Start of The data

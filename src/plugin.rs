//! Plugin descriptors.
//!
//! A [`Plugin`] contributes behavior to every class of a chain:
//!
//! - `get_options(raw, full)`: validates and normalizes the plugin's options.
//!   `full` is `false` for partial validation at registration time and `true`
//!   when the options are about to be handed to a hook.
//! - `is_options(candidate)`: decides whether the trailing argument of a
//!   method call is method-scoped options.
//! - `properties(info)`: computes properties assigned onto each new instance.
//! - instance and static methods, dispatched by name.
//!
//! Options of a plugin are namespaced under its name: `{"prop": ...}` configures
//! the plugin named `prop`.
//!
//! # Example
//!
//! ```rust
//! use modern_errors::{MethodOutput, Plugin};
//! use serde_json::json;
//!
//! let plugin = Plugin::builder("retry")
//!     .get_options(|raw, _full| match raw {
//!         serde_json::Value::Null | serde_json::Value::Bool(_) => Ok(raw.clone()),
//!         _ => Err("it must be a boolean".to_string()),
//!     })
//!     .properties(|info| {
//!         let mut props = serde_json::Map::new();
//!         props.insert("retryable".into(), json!(info.options().as_bool().unwrap_or(false)));
//!         Ok(props)
//!     })
//!     .instance_method("isRetryable", |info, _args| {
//!         Ok(MethodOutput::from(json!(info.options().as_bool().unwrap_or(false))))
//!     })
//!     .build();
//!
//! assert_eq!(plugin.name(), "retry");
//! ```

use crate::error::{OptionsError, PluginError};
use crate::info::Info;
use serde_json::{Map, Value};
use std::fmt;
use std::future::Future;
use std::pin::Pin;
use std::sync::Arc;

/// Properties returned by a `properties` hook.
pub type PropertyMap = Map<String, Value>;

/// `get_options(raw, full)` hook. `Err` carries the reason shown to the user.
pub type GetOptionsHook = Arc<dyn Fn(&Value, bool) -> Result<Value, String> + Send + Sync>;

/// `is_options(candidate)` hook.
pub type IsOptionsHook = Arc<dyn Fn(&Value) -> bool + Send + Sync>;

/// `properties(info)` hook.
pub type PropertiesHook =
    Arc<dyn Fn(&Info<'_>) -> Result<PropertyMap, PluginError> + Send + Sync>;

/// Instance or static method.
pub type MethodHook =
    Arc<dyn Fn(&Info<'_>, &[Value]) -> Result<MethodOutput, PluginError> + Send + Sync>;

/// Future returned by an asynchronous plugin method.
pub type PendingOutput = Pin<Box<dyn Future<Output = Result<Value, PluginError>> + Send + 'static>>;

/// What a plugin method returned.
///
/// Pending computations are handed back to the caller as-is: the core never
/// awaits or inspects them.
pub enum MethodOutput {
    /// Value computed synchronously.
    Ready(Value),
    /// Computation still running.
    Pending(PendingOutput),
}

impl MethodOutput {
    /// Wrap a future as a pending output.
    pub fn pending<F>(future: F) -> Self
    where
        F: Future<Output = Result<Value, PluginError>> + Send + 'static,
    {
        Self::Pending(Box::pin(future))
    }

    /// The value, if it was computed synchronously.
    pub fn ready(self) -> Option<Value> {
        match self {
            Self::Ready(value) => Some(value),
            Self::Pending(_) => None,
        }
    }

    /// True if the method returned a future.
    #[inline]
    pub fn is_pending(&self) -> bool {
        matches!(self, Self::Pending(_))
    }

    /// Await the output, whichever shape it has.
    pub async fn resolve(self) -> Result<Value, PluginError> {
        match self {
            Self::Ready(value) => Ok(value),
            Self::Pending(future) => future.await,
        }
    }
}

impl From<Value> for MethodOutput {
    fn from(value: Value) -> Self {
        Self::Ready(value)
    }
}

impl fmt::Debug for MethodOutput {
    fn fmt(&self, f: &mut fmt::Formatter<'_>) -> fmt::Result {
        match self {
            Self::Ready(value) => f.debug_tuple("Ready").field(value).finish(),
            Self::Pending(_) => f.write_str("Pending(<future>)"),
        }
    }
}

/// A named method contributed by a plugin.
#[derive(Clone)]
pub(crate) struct PluginMethod {
    pub(crate) name: String,
    pub(crate) hook: MethodHook,
}

/// Plugin descriptor. Shared as `Arc<Plugin>`; passing the very same `Arc`
/// to a class and to one of its descendants is allowed.
pub struct Plugin {
    name: String,
    get_options: Option<GetOptionsHook>,
    is_options: Option<IsOptionsHook>,
    properties: Option<PropertiesHook>,
    instance_methods: Vec<PluginMethod>,
    static_methods: Vec<PluginMethod>,
}

impl Plugin {
    /// Start describing a plugin called `name`.
    #[must_use]
    pub fn builder(name: impl Into<String>) -> PluginBuilder {
        PluginBuilder {
            plugin: Plugin {
                name: name.into(),
                get_options: None,
                is_options: None,
                properties: None,
                instance_methods: Vec::new(),
                static_methods: Vec::new(),
            },
        }
    }

    /// Plugin name, also the key of its options.
    #[inline]
    pub fn name(&self) -> &str {
        &self.name
    }

    /// Names of the instance methods, in declaration order.
    pub fn instance_method_names(&self) -> impl Iterator<Item = &str> {
        self.instance_methods.iter().map(|m| m.name.as_str())
    }

    /// Names of the static methods, in declaration order.
    pub fn static_method_names(&self) -> impl Iterator<Item = &str> {
        self.static_methods.iter().map(|m| m.name.as_str())
    }

    #[inline]
    pub(crate) fn instance_methods(&self) -> &[PluginMethod] {
        &self.instance_methods
    }

    #[inline]
    pub(crate) fn static_methods(&self) -> &[PluginMethod] {
        &self.static_methods
    }

    #[inline]
    pub(crate) fn properties_hook(&self) -> Option<&PropertiesHook> {
        self.properties.as_ref()
    }

    /// Run `get_options` on a merged value.
    ///
    /// Without a hook, the plugin accepts no options: anything but `null`
    /// is rejected.
    pub(crate) fn normalize_options(&self, raw: &Value, full: bool) -> Result<Value, OptionsError> {
        match &self.get_options {
            Some(hook) => hook(raw, full).map_err(|reason| OptionsError::Invalid {
                plugin: self.name.clone(),
                reason,
            }),
            None if raw.is_null() => Ok(Value::Null),
            None => Err(OptionsError::NotAccepted {
                plugin: self.name.clone(),
            }),
        }
    }

    /// Split method-scoped options off the trailing argument.
    pub(crate) fn split_method_options(&self, mut args: Vec<Value>) -> (Vec<Value>, Option<Value>) {
        let is_options = match (&self.is_options, args.last()) {
            (Some(hook), Some(last)) => hook(last),
            _ => false,
        };
        if is_options {
            let options = args.pop();
            (args, options)
        } else {
            (args, None)
        }
    }
}

impl fmt::Debug for Plugin {
    fn fmt(&self, f: &mut fmt::Formatter<'_>) -> fmt::Result {
        f.debug_struct("Plugin")
            .field("name", &self.name)
            .field("get_options", &self.get_options.is_some())
            .field("is_options", &self.is_options.is_some())
            .field("properties", &self.properties.is_some())
            .field(
                "instance_methods",
                &self.instance_method_names().collect::<Vec<_>>(),
            )
            .field("static_methods", &self.static_method_names().collect::<Vec<_>>())
            .finish()
    }
}

/// Fluent builder for [`Plugin`].
#[must_use = "call build() to obtain the plugin"]
pub struct PluginBuilder {
    plugin: Plugin,
}

impl PluginBuilder {
    /// Set the option normalization hook.
    pub fn get_options<F>(mut self, hook: F) -> Self
    where
        F: Fn(&Value, bool) -> Result<Value, String> + Send + Sync + 'static,
    {
        self.plugin.get_options = Some(Arc::new(hook));
        self
    }

    /// Set the method-options predicate.
    pub fn is_options<F>(mut self, hook: F) -> Self
    where
        F: Fn(&Value) -> bool + Send + Sync + 'static,
    {
        self.plugin.is_options = Some(Arc::new(hook));
        self
    }

    /// Set the `properties` hook.
    pub fn properties<F>(mut self, hook: F) -> Self
    where
        F: Fn(&Info<'_>) -> Result<PropertyMap, PluginError> + Send + Sync + 'static,
    {
        self.plugin.properties = Some(Arc::new(hook));
        self
    }

    /// Add an instance method. Later definitions with the same name are
    /// rejected at registration.
    pub fn instance_method<F>(mut self, name: impl Into<String>, hook: F) -> Self
    where
        F: Fn(&Info<'_>, &[Value]) -> Result<MethodOutput, PluginError> + Send + Sync + 'static,
    {
        self.plugin.instance_methods.push(PluginMethod {
            name: name.into(),
            hook: Arc::new(hook),
        });
        self
    }

    /// Add a static method.
    pub fn static_method<F>(mut self, name: impl Into<String>, hook: F) -> Self
    where
        F: Fn(&Info<'_>, &[Value]) -> Result<MethodOutput, PluginError> + Send + Sync + 'static,
    {
        self.plugin.static_methods.push(PluginMethod {
            name: name.into(),
            hook: Arc::new(hook),
        });
        self
    }

    /// Finish the descriptor.
    pub fn build(self) -> Arc<Plugin> {
        Arc::new(self.plugin)
    }
}

#[cfg(test)]
mod tests {
    use super::*;
    use serde_json::json;

    fn prop_plugin() -> Arc<Plugin> {
        Plugin::builder("prop")
            .get_options(|raw, full| {
                if raw == &json!("invalid") {
                    return Err("Invalid prop".into());
                }
                Ok(json!({ "prop": raw, "full": full }))
            })
            .is_options(|candidate| candidate.is_boolean() || candidate.is_object())
            .build()
    }

    #[test]
    fn options_hook_errors_name_the_plugin() {
        let err = prop_plugin()
            .normalize_options(&json!("invalid"), true)
            .unwrap_err();
        assert_eq!(err.to_string(), "Invalid \"prop\" options: Invalid prop");
    }

    #[test]
    fn missing_hook_forbids_options() {
        let plugin = Plugin::builder("bare").build();
        assert_eq!(plugin.normalize_options(&Value::Null, true), Ok(Value::Null));
        assert_eq!(
            plugin.normalize_options(&json!({ "prop": true }), true),
            Err(OptionsError::NotAccepted {
                plugin: "bare".into()
            })
        );
    }

    #[test]
    fn trailing_options_are_split_only_when_recognized() {
        let plugin = prop_plugin();
        let (args, options) = plugin.split_method_options(vec![json!(0), json!(true)]);
        assert_eq!(args, vec![json!(0)]);
        assert_eq!(options, Some(json!(true)));

        let (args, options) = plugin.split_method_options(vec![json!(0)]);
        assert_eq!(args, vec![json!(0)]);
        assert_eq!(options, None);

        let (args, options) = plugin.split_method_options(Vec::new());
        assert!(args.is_empty());
        assert_eq!(options, None);
    }

    #[test]
    fn without_predicate_arguments_are_forwarded() {
        let plugin = Plugin::builder("plain").build();
        let (args, options) = plugin.split_method_options(vec![json!(0), json!(true)]);
        assert_eq!(args, vec![json!(0), json!(true)]);
        assert_eq!(options, None);
    }

    #[test]
    fn ready_output_resolves_synchronously() {
        let output = MethodOutput::from(json!(1));
        assert!(!output.is_pending());
        assert_eq!(output.ready(), Some(json!(1)));
    }
}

End of The data

Go through the entries above and tally each line that has the word "field"; reply with the tally and nothing else.

7